Line by line, copy the listing below exactly.
Provided entries: Begin
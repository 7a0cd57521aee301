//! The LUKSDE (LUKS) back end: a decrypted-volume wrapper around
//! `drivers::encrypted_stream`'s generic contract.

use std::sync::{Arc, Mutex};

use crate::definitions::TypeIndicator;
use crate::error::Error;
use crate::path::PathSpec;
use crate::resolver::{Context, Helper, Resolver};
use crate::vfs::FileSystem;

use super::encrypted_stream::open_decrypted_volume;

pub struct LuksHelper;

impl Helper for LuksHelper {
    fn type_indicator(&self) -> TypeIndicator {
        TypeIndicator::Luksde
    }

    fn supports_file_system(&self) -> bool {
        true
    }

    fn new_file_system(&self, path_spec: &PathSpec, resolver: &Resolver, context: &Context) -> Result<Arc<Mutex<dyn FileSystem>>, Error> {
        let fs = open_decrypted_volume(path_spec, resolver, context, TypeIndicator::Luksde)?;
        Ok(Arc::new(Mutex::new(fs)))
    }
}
Provided entries: End
= Response area =
repository 7a0cd57521aee301
//! The LUKSDE (LUKS) back end: a decrypted-volume wrapper around
//! `drivers::encrypted_stream`'s generic contract.

use std::sync::{Arc, Mutex};

use crate::definitions::TypeIndicator;
use crate::error::Error;
use crate::path::PathSpec;
use crate::resolver::{Context, Helper, Resolver};
use crate::vfs::FileSystem;

use super::encrypted_stream::open_decrypted_volume;

pub struct LuksHelper;

impl Helper for LuksHelper {
    fn type_indicator(&self) -> TypeIndicator {
        TypeIndicator::Luksde
    }

    fn supports_file_system(&self) -> bool {
        true
    }

    fn new_file_system(&self, path_spec: &PathSpec, resolver: &Resolver, context: &Context) -> Result<Arc<Mutex<dyn FileSystem>>, Error> {
        let fs = open_decrypted_volume(path_spec, resolver, context, TypeIndicator::Luksde)?;
        Ok(Arc::new(Mutex::new(fs)))
    }
}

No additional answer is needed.